As the river was low, they had a ferryboat that would hold one team and a wagon, so the company of twelve wagons all crossed in one day. When we were ready to go over the big mountain called “Lee’s Backbone” we found the road up the side of it to be a series of stone stairs. It was one mile to the top and was so steep that we had to use all the teams on one wagon. At the top there was along a one mile long and very narrow dugway, so very narrow that the wagon wheels would be within six inches of the edge and we could look down and see the steep side of the mountain and see the river more than 500 feet below. I drove a gentle team around this dugway with my baby in my lap.
When we got around the top of this mountain we stopped on a flat place, tied all the wheels and got ready to start down the south side of the mountain. My husband told me to stay and he would come back for me. I stayed a few minutes and then started down. On making a sharp bend around a big rock, one wheel struck it. With much effort I got by this and soon met my husband coming back after me, and he said, “How in the world did you get around that rock?” I told him and he said, “You’ll do!” We camped at the foot of the mountain that night and started south the next morning over very rough roads and wild country. Water was very scarce. We had to haul it in barrels and many times our cattle and horses were very thirsty.
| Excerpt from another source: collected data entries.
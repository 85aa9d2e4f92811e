//! Error taxonomy for the capture layer.
//!
//! The split matters for control flow: `Transient` never crosses the pacer
//! boundary except as a skipped frame, `Fatal` flips the process-wide
//! running flag, `Capability` triggers a one-step codec fallback in the
//! session layer before anything becomes fatal.

use thiserror::Error;

/// Errors from capture backends and their trackers.
#[derive(Error, Debug)]
pub enum CaptureError {
    /// Invalid target or configuration for this backend.
    ///
    /// Surfaced to stderr; the process exits with the unsupported-config
    /// code.
    #[error("Capture configuration error: {0}")]
    Config(String),

    /// The GPU/display stack cannot do what was requested; a fallback may
    /// exist one level up.
    #[error("Capture capability error: {0}")]
    Capability(String),

    /// Momentary failure: broker returned no planes, NvFBC session died,
    /// PipeWire renegotiating. Logged once, retried silently; the frame is
    /// skipped.
    #[error("Transient capture failure: {0}")]
    Transient(String),

    /// Unrecoverable: protocol mismatch, monitor gone, portal timeout.
    /// The session tears down with the capture-failure exit code.
    #[error("Fatal capture failure: {0}")]
    Fatal(String),

    /// D-Bus failure during the portal handshake. Usually means no
    /// session bus or no portal backend is running.
    #[error("D-Bus error: {0}")]
    Dbus(#[from] zbus::Error),

    /// Broker errors map onto transient/fatal at the call site; this
    /// carries the original when the distinction needs context.
    #[error(transparent)]
    Kms(#[from] gpurec_kms::KmsError),

    #[error(transparent)]
    Gl(#[from] gpurec_gl::GlError),

    #[error(transparent)]
    Color(#[from] gpurec_color::ColorError),

    #[error(transparent)]
    Encode(#[from] gpurec_encode::EncodeError),

    #[error("I/O error: {0}")]
    Io(#[from] std::io::Error),
}

impl CaptureError {
    /// True when the pacer should skip the frame and try again rather
    /// than tear the session down.
    pub fn is_transient(&self) -> bool {
        matches!(self, CaptureError::Transient(_))
    }
}

/// Result type for capture operations.
pub type Result<T> = std::result::Result<T, CaptureError>;

#[cfg(test)]
mod tests {
    use super::*;

    #[test]
    fn test_transient_classification() {
        assert!(CaptureError::Transient("no planes".into()).is_transient());
        assert!(!CaptureError::Fatal("monitor gone".into()).is_transient());
        assert!(!CaptureError::Config("bad window".into()).is_transient());
    }
}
We crossed the Little Colorado River by fording it as the water was very low, but we had to hurry as it had a quicksand bottom.
When we came to Brigham City on the west side of the river we were invited to dinner in the large dining room of the United Order as many of our friends were there. From there we went up along the side of the river passing Snowflake and Showlow Creek and finally on christmas Day we stopped at a place called Cluff's Ranch. We had known the Cluffs in Utah, so we felt wehad some friends there and we pitched our tents there for the winter.
"Walking Arizona" is a great blog by John Tanner that discusses several of these sites and their histories, with photos, some seen here. The red cliff picture is part of the trail of Lee's Backbone, which is right next to Lee's Ferry. Here is a little bit from James Tanner's Walking Arizona blog that talks more about this horrible cliffside road.
"At the time, future LDS Church President, Wilford Woodruff, who visited this area several times, in his diary described the backbone as "The worst hill Ridge or Mountain that I Ever attempted to Cross with a team and waggon on Earth. We had 4 Horses on a waggon of 1,500 lb. weight and for two rods we Could ownly gain from 4 inches to 24 with all the power of the horses & two men rolling at the hind wheels and going Down on the other side was still more Steep rocky and sandy which would make it much worse than going up on the North side. The trip down the backbone and across the river tested one's resolve to continue the trip. As one weary traveler observed, If Mr. Lee had a backbone as bad as that I surely pity him. It didn't seem possible for the horses to pull the wagons up as the road was so sleep and the boulders so big, and it was just as bad on the dugway on the other side. Everyone who ever came over that piece of road had great cause for thankfulness they were not killed."
Also, there is a restoration project for Brigham City, Arizona, right now, and here is one of the buildings from it. Is it the large United Order dining room? I don't know.
The last picture is of a Reservoir on Cluff's Ranch, five miles from Pima, where Harriet eventually settled. I don't know if it existed at the time or if it is manmade, but it shows the area a little.